Elizabeth Horton-Newton


“The air was crisp

with the hint of autumn dancing at the edges of the night.

There was the promise of golden red leaves

and ripe apples on the breeze

that lifted his hair and blew it back from his forehead.

His hand grasped my elbow,

his voice a deep timber that flowed with the mood of the evening,

seductive and non-threatening.

But beneath the surface

was the whisper of something slightly dangerous,

like the slow ascent of a roller coaster before it reaches its zenith.

He captured that split second when you look down into the abyss

and your breath holds for a moment

before escaping in a long thrill filled scream.

Orgasmic and death like.

La petit morte the French call it.

I read that in a dreadful sixties romance novel

my mother kept hidden on a shelf in the closet.

I remember only snippets of our conversation,

scenes set in tableau

that seemed to hang forever in my memory

like old sepia-toned photographs in a yard sale photo album.

I was detached and involved simultaneously.

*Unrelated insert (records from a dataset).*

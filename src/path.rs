use crate::viewport::Point;

/// Horizontal control point offset for a connection between `start` and `end`.
///
/// Half the horizontal span, so the curve leaves the output to the right and
/// enters the input from the left.
pub fn control_offset(start: Point, end: Point) -> f32 {
    (end.x - start.x).abs() * 0.5
}

/// Generate SVG path command for a bezier connection between two points
///
/// Control points extend horizontally from the start (to the right) and the
/// end (to the left). The points can be in world or screen space; the curve
/// shape is the same under the view transform.
///
/// # Returns
/// SVG path command string (e.g., "M 10 20 C 55 20 55 80 100 80")
pub fn generate_bezier_path(start: Point, end: Point) -> String {
    let bezier = CubicBezier::from_endpoints(start, end);
    bezier.to_svg()
}

/// Cubic bezier curve for drawing and distance calculations
#[derive(Debug, Clone, Copy, PartialEq)]
pub struct CubicBezier {
    pub p0: Point, // Start point
    pub p1: Point, // Control point 1
    pub p2: Point, // Control point 2
    pub p3: Point, // End point
}

impl CubicBezier {
    /// Create the connection curve from its endpoints
    pub fn from_endpoints(start: Point, end: Point) -> Self {
        let offset = control_offset(start, end);
        CubicBezier {
            p0: start,
            p1: Point::new(start.x + offset, start.y),
            p2: Point::new(end.x - offset, end.y),
            p3: end,
        }
    }

    /// Evaluate the bezier curve at parameter t (0.0 to 1.0)
    pub fn eval(&self, t: f32) -> Point {
        let t2 = t * t;
        let t3 = t2 * t;
        let mt = 1.0 - t;
        let mt2 = mt * mt;
        let mt3 = mt2 * mt;

        self.p0 * mt3 + self.p1 * (3.0 * mt2 * t) + self.p2 * (3.0 * mt * t2) + self.p3 * t3
    }

    /// SVG path text: M (move to), C (cubic bezier)
    pub fn to_svg(&self) -> String {
        format!(
            "M {} {} C {} {} {} {} {} {}",
            self.p0.x, self.p0.y, self.p1.x, self.p1.y, self.p2.x, self.p2.y, self.p3.x, self.p3.y
        )
    }
}

/// Calculate squared distance from a point to a line segment
fn distance_to_line_segment_sq(point: Point, a: Point, b: Point) -> f32 {
    let ab = b - a;
    let ap = point - a;

    let ab_len_sq = ab.x * ab.x + ab.y * ab.y;

    if ab_len_sq < f32::EPSILON {
        // Degenerate segment (a == b)
        return ap.x * ap.x + ap.y * ap.y;
    }

    // Project point onto line, clamped to segment
    let t = ((ap.x * ab.x + ap.y * ab.y) / ab_len_sq).clamp(0.0, 1.0);
    let closest = a + ab * t;
    point.distance_sq(closest)
}

/// Calculate the minimum distance from a point to a cubic bezier curve
///
/// Samples the curve at regular intervals and measures against the polyline
/// through the samples.
///
/// # Arguments
/// * `point` - The point to measure distance from
/// * `bezier` - The bezier curve
/// * `num_samples` - Number of samples for distance calculation (0 means 20)
pub fn distance_to_bezier(point: Point, bezier: &CubicBezier, num_samples: usize) -> f32 {
    let num_samples = if num_samples == 0 { 20 } else { num_samples };

    let mut min_dist_sq = f32::MAX;
    let mut prev_point = bezier.eval(0.0);

    for i in 1..=num_samples {
        let t = i as f32 / num_samples as f32;
        let curr_point = bezier.eval(t);

        let dist_sq = distance_to_line_segment_sq(point, prev_point, curr_point);
        if dist_sq < min_dist_sq {
            min_dist_sq = dist_sq;
        }

        prev_point = curr_point;
    }

    min_dist_sq.sqrt()
}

Drawn to the flame of his strangeness;

unfamiliar territory

I really did not want to investigate

but knew I must.

Like an explorer on a journey

to a land I both feared and was tempted by.

The evening dragged as it sped by.

I remember leaving the play early though I did not want to.

I remember the long walk I did not want to take.

I couldn’t refuse

although there was no pressure on his part

to follow down that yellow brick road.

And in the end

I suppose it was my own indifference that trapped me.

I had never chosen the road yet

I traveled it with an urgency that left me breathless.”